Weaning is often seen as a big issue in parenting circles. Will you be making purees? Will you be adopting a baby-led rule?

As a parent of three good eaters, I think the main thing you can do is to offer your baby the majority of foods that you are eating yourself. I don’t use salt in cooking so, unless a meal is particularly spicy or has salt added before (like gammon), I just offer what we are having because essentially, this is what your baby will be eating anyway.
For me, the way you offer the food is up to you. I personally think at six months, a baby is ready for something more than milk so exclusive baby-led never worked for us because most of the food ends up on the floor. Instead, I roughly mash or use a hand blender for the majority of the meal but offer non-pureed things on the high chair tray-the best of both worlds if you ask me.

At the same time though, weaning is a messy business and, rather than recoil in horror at the carnage that is your kitchen, embrace the mess and let your babies and toddlers have fun with food.

Let them wipe porridge all over their face (it’s good for the skin, you know), accept that the mop will be out after every meal and just relax a bit. Don’t let them associate meal times with you hovering over them with a baby wipe.

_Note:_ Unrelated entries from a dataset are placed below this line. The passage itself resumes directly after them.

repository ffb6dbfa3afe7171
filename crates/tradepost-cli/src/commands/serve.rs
//! Start the TradePost server.

use clap::Args;

use tradepost_core::error::AppError;

use crate::output;

/// Arguments for the serve command
#[derive(Debug, Args)]
pub struct ServeArgs {
    /// Override the server port
    #[arg(short, long)]
    pub port: Option<u16>,

    /// Override the server host
    #[arg(long)]
    pub host: Option<String>,

    /// Skip running database migrations on startup
    #[arg(long)]
    pub no_migrate: bool,
}

/// Execute the serve command
pub async fn execute(args: &ServeArgs, config_path: &str) -> Result<(), AppError> {
    let mut config = super::load_config(config_path)?;

    if let Some(port) = args.port {
        config.server.port = port;
    }
    if let Some(host) = &args.host {
        config.server.host = host.clone();
    }

    println!("Starting TradePost server...");
    output::print_kv("Host", &config.server.host);
    output::print_kv("Port", &config.server.port.to_string());

    let pool = super::create_db_pool(&config).await?;

    if !args.no_migrate {
        tradepost_database::migration::run_migrations(&pool).await?;
    }

    tradepost_api::run_server(config, pool).await
}
//! Database migration management commands.

use clap::{Args, Subcommand};
use serde::Serialize;
use tabled::Tabled;

use tradepost_core::error::AppError;
use tradepost_database::migration;

use crate::output::{self, OutputFormat};

/// Arguments for the migrate command
#[derive(Debug, Args)]
pub struct MigrateArgs {
    /// Migration subcommand
    #[command(subcommand)]
    pub command: MigrateCommand,
}

/// Migration subcommands
#[derive(Debug, Subcommand)]
pub enum MigrateCommand {
    /// Run all pending migrations
    Run,
    /// Show which migrations have been applied
    Status,
}

#[derive(Debug, Serialize, Tabled)]
struct MigrationRow {
    version: i64,
    description: String,
    applied: bool,
}

/// Execute migration commands
pub async fn execute(
    args: &MigrateArgs,
    config_path: &str,
    format: OutputFormat,
) -> Result<(), AppError> {
    let config = super::load_config(config_path)?;
    let pool = super::create_db_pool(&config).await?;

    match &args.command {
        MigrateCommand::Run => {
            println!("Running database migrations...");
            migration::run_migrations(&pool).await?;
            output::print_success("All migrations applied successfully.");
        }
        MigrateCommand::Status => {
            let rows: Vec<MigrationRow> = migration::migration_status(&pool)
                .await?
                .into_iter()
                .map(|m| MigrationRow {
                    version: m.version,
                    description: m.description,
                    applied: m.applied,
                })
                .collect();
            output::print_list(&rows, format);
        }
    }

    Ok(())
}
//! Admin console: users, roles, verification and listing moderation.

pub mod service;

pub use service::{AdminService, AdminUser, ModeratedListing, RoleToggle, attach_roles};
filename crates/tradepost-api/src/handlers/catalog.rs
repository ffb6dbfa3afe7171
//! Category and condition lookups.

use axum::Json;
use axum::extract::State;

use tradepost_entity::listing::{Category, Condition};

use crate::dto::response::ApiResponse;
use crate::error::ApiError;
use crate::state::AppState;

/// GET /api/catalog/categories
pub async fn list_categories(
    State(state): State<AppState>,
) -> Result<Json<ApiResponse<Vec<Category>>>, ApiError> {
    let categories = state.catalog_service.categories().await?;
    Ok(Json(ApiResponse::ok(categories)))
}

/// GET /api/catalog/conditions
pub async fn list_conditions(
    State(state): State<AppState>,
) -> Result<Json<ApiResponse<Vec<Condition>>>, ApiError> {
    let conditions = state.catalog_service.conditions().await?;
    Ok(Json(ApiResponse::ok(conditions)))
}
//! Self-service profile operations.

pub mod profile;

pub use profile::{ProfileService, ProfileUpdate};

For children of all ages, limiting the amount of salt and sugar you give is so important.

Babies do not need chocolate. Indeed, the older two were well over one when a chocolate button first passed their lips.

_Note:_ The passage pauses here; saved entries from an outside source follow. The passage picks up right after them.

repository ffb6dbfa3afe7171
//! Buyer/seller messaging entities.

pub mod model;

pub use model::{CreateMessage, Message, MessageDetail};
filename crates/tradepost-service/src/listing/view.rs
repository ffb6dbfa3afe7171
//! Read model returned for a single listing.

use chrono::{DateTime, Utc};
use serde::{Deserialize, Serialize};
use uuid::Uuid;

use tradepost_entity::listing::{Listing, ListingDetail, ListingStatus};

use crate::context::RequestContext;

/// Seller shown on a listing page.
#[derive(Debug, Clone, Serialize, Deserialize, PartialEq, Eq)]
pub struct SellerSummary {
    pub user_id: Uuid,
    /// Company name, else first name, else `"Unknown Seller"`.
    pub name: String,
    pub verified: bool,
}

/// A listing as shown on its detail page.
#[derive(Debug, Clone, Serialize, Deserialize)]
pub struct ListingView {
    pub id: Uuid,
    pub title: String,
    pub description: String,
    pub price: f64,
    pub location: String,
    pub images: Vec<String>,
    pub status: ListingStatus,
    pub category_id: Option<Uuid>,
    pub category_name: Option<String>,
    pub condition_id: Option<Uuid>,
    pub condition_name: Option<String>,
    pub view_count: i64,
    pub disabled_by_admin: bool,
    pub disabled_reason: Option<String>,
    pub deleted_by_user: bool,
    pub seller: SellerSummary,
    /// The caller owns the listing.
    pub is_owner: bool,
    /// The caller may change the listing status.
    pub can_change_status: bool,
    pub created_at: DateTime<Utc>,
    pub updated_at: DateTime<Utc>,
}

/// Whether `ctx` may see `listing`.
pub fn can_view(listing: &Listing, ctx: &RequestContext) -> bool {
    listing.is_publicly_visible() || listing.is_owned_by(ctx.user_id) || ctx.can_manage_listings()
}

/// Seller display name on the detail page.
pub fn seller_name(company_name: Option<&str>, first_name: Option<&str>) -> String {
    company_name
        .map(str::trim)
        .filter(|c| !c.is_empty())
        .or_else(|| first_name.map(str::trim).filter(|f| !f.is_empty()))
        .unwrap_or("Unknown Seller")
        .to_string()
}

impl ListingView {
    /// Shape a joined row for `ctx`.
    pub fn from_detail(detail: ListingDetail, ctx: &RequestContext) -> Self {
        let ListingDetail {
            listing,
            category_name,
            condition_name,
            seller_first_name,
            seller_company_name,
            seller_verified,
        } = detail;
        let is_owner = listing.is_owned_by(ctx.user_id);

        Self {
            seller: SellerSummary {
                user_id: listing.user_id,
                name: seller_name(seller_company_name.as_deref(), seller_first_name.as_deref()),
                verified: seller_verified.unwrap_or(false),
            },
            is_owner,
            can_change_status: is_owner || ctx.can_manage_listings(),
            id: listing.id,
            title: listing.title,
            description: listing.description,
            price: listing.price,
            location: listing.location,
            images: listing.images,
            status: listing.status,
            category_id: listing.category_id,
            category_name,
            condition_id: listing.condition_id,
            condition_name,
            view_count: listing.view_count,
            disabled_by_admin: listing.disabled_by_admin,
            disabled_reason: listing.disabled_reason,
            deleted_by_user: listing.deleted_by_user,
            created_at: listing.created_at,
            updated_at: listing.updated_at,
        }
    }
}

#[cfg(test)]
mod tests {
    use tradepost_entity::user::{RoleSet, UserRole};

    use super::*;

    fn listing(owner: Uuid, status: ListingStatus) -> Listing {
        Listing {
            id: Uuid::new_v4(),
            user_id: owner,
            title: "Pallet racking".to_string(),
            description: "40 bays".to_string(),
            price: 900.0,
            category_id: None,
            condition_id: None,
            location: "Antwerp".to_string(),
            images: Vec::new(),
            status,
            deleted_by_user: false,
            deleted_at: None,
            deletion_reason: None,
            disabled_by_admin: false,
            disabled_reason: None,
            view_count: 0,
            created_at: Utc::now(),
            updated_at: Utc::now(),
        }
    }

    fn ctx(roles: &[UserRole]) -> RequestContext {
        RequestContext::new(Uuid::new_v4(), "u@example.com".into(), roles.iter().copied().collect::<RoleSet>())
    }

    #[test]
    fn test_seller_name_fallbacks() {
        assert_eq!(seller_name(Some("Acme"), Some("Jo")), "Acme");
        assert_eq!(seller_name(Some(""), Some("Jo")), "Jo");
        assert_eq!(seller_name(None, None), "Unknown Seller");
    }

    #[test]
    fn test_visibility() {
        let viewer = ctx(&[UserRole::Client]);
        let published = listing(Uuid::new_v4(), ListingStatus::Published);
        assert!(can_view(&published, &viewer));

        let draft = listing(Uuid::new_v4(), ListingStatus::Draft);
        assert!(!can_view(&draft, &viewer));
        assert!(can_view(&draft, &ctx(&[UserRole::Backoffice])));

        let own_draft = listing(viewer.user_id, ListingStatus::Draft);
        assert!(can_view(&own_draft, &viewer));

        let mut disabled = listing(Uuid::new_v4(), ListingStatus::Published);
        disabled.disabled_by_admin = true;
        assert!(!can_view(&disabled, &viewer));
    }
}
//! Axum middleware stack.

pub mod compression;
pub mod cors;
pub mod logging;
pub mod rbac;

From experience, once the chocolate or the salty crisp is tasted, it is never, ever forgotten. It therefore makes sense to put off such things for as long as you can.

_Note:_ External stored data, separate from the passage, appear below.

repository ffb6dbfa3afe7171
//! Current role lookup for authenticated requests.
//!
//! Access tokens carry the roles held at sign-in, but grants and revocations
//! must apply on the very next request, so the HTTP layer asks a
//! [`RoleSource`] for the live set instead of trusting the claims.

use async_trait::async_trait;
use uuid::Uuid;

use tradepost_core::result::AppResult;
use tradepost_database::repositories::RoleRepository;
use tradepost_entity::user::RoleSet;

/// Resolves the roles a user holds right now.
#[async_trait]
pub trait RoleSource: Send + Sync + std::fmt::Debug + 'static {
    /// Roles currently assigned to `user_id`. Unknown users hold none.
    async fn current_roles(&self, user_id: Uuid) -> AppResult<RoleSet>;
}

#[async_trait]
impl RoleSource for RoleRepository {
    async fn current_roles(&self, user_id: Uuid) -> AppResult<RoleSet> {
        self.roles_for(user_id).await
    }
}
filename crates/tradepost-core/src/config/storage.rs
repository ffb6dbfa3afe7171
//! Listing image storage configuration.

use serde::{Deserialize, Serialize};

/// Object storage configuration for listing photos.
#[derive(Debug, Clone, Serialize, Deserialize)]
pub struct StorageConfig {
    /// Root directory for stored objects; each bucket is a sub-directory.
    #[serde(default = "default_data_root")]
    pub data_root: String,
    /// Bucket holding listing images.
    #[serde(default = "default_image_bucket")]
    pub image_bucket: String,
    /// Base URL under which buckets are publicly served.
    #[serde(default = "default_public_base_url")]
    pub public_base_url: String,
    /// Maximum request body size in bytes (covers multipart uploads).
    #[serde(default = "default_max_upload")]
    pub max_upload_bytes: u64,
}

impl Default for StorageConfig {
    fn default() -> Self {
        Self {
            data_root: default_data_root(),
            image_bucket: default_image_bucket(),
            public_base_url: default_public_base_url(),
            max_upload_bytes: default_max_upload(),
        }
    }
}

fn default_data_root() -> String {
    "./data/storage".to_string()
}

fn default_image_bucket() -> String {
    "listing-images".to_string()
}

fn default_public_base_url() -> String {
    "http://localhost:8080/media".to_string()
}

fn default_max_upload() -> u64 {
    83_886_080 // 80 MB: eight photos of up to 10 MB each
}
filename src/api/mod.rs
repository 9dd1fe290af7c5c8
pub mod view;
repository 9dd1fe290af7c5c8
pub mod api;
pub mod client;
pub mod config;
pub mod error;
pub mod logging;
pub mod metrics;
pub mod models;
pub mod poller;
pub mod series;
pub mod summary;

pub use error::{DashboardError, FetchError, Result};
pub use poller::{Poller, RefreshOutcome, RefreshReport, ResourceStatus};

Even my salt-laden-snack-loving-six-year old (the trial run) can be persuaded with Organix snacks which have no added salt or sugar. The Organix crisps are great for when a corn snack is all that will do because you can be the perfect crisp parent with non of the guilt.

Many of the Organix snacks are suitable from 7 months (do check the packet because I have been known to give the wrong snack to the wrong child) so when the siblings get a snack, other than resort to grabbing said snack out of their hand, the baby can have his own.

They are also great on the go-I keep a packet handy in the car and in my changing bag and, unlike the salty snacks, even when sucked, Organix snacks are the cleanest in terms of extracting them from the bottom of the pushchair or the car seat-every parent knows the advantages of that.

For toddlers, don’t be afraid to explain food to them. It obviously helps where we live but they collect the eggs from the hens and we visit farm shops and pick your own farms so they can really connect with their food.

They can relate much more to a vegetable pulled from the ground with mud on it than they can to the shiny variety available on the shelves of a supermarket.

As a parent, (first time parents more so) you can get so wrapped up in doing everything right. I have learnt though that right only exists in your head.

What is right for the mother at the baby class, may not necessarily be right for your child and, I hate to say this but what may have been right for your first baby, may not be right for your second. Or third.

All children are different-it is the nature of our species. Do what you feel is right in terms of weaning and toddler feeding for you and your family.

No one wants a fussy toddler to turn into a fussy child but often, forcing an issue can make things worse and if your child thinks you are getting stressed over something, they will either get stressed themselves or play up to your stress.

I often refer to meal times as feeding time which, on a farm is quite apt. I could write about this topic forever. Good food and nutrition is the backbone of everything. Children are more likely to grow strong an fight off common illnesses if they are getting the right sustenance from their food.

Organix has some great ideas for help with the more fussy little people and it really is worth checking out because, let’s face it, we can all get stuck in a rut.

*This is a collaborative post. All opinions are my own.


  1. Such great ideas here. I especially liked the different options for the same food. Like with the carrots. My little one point blank refused to eat carrots cooked. Yet the little raw batons. He loves them. Soo strange.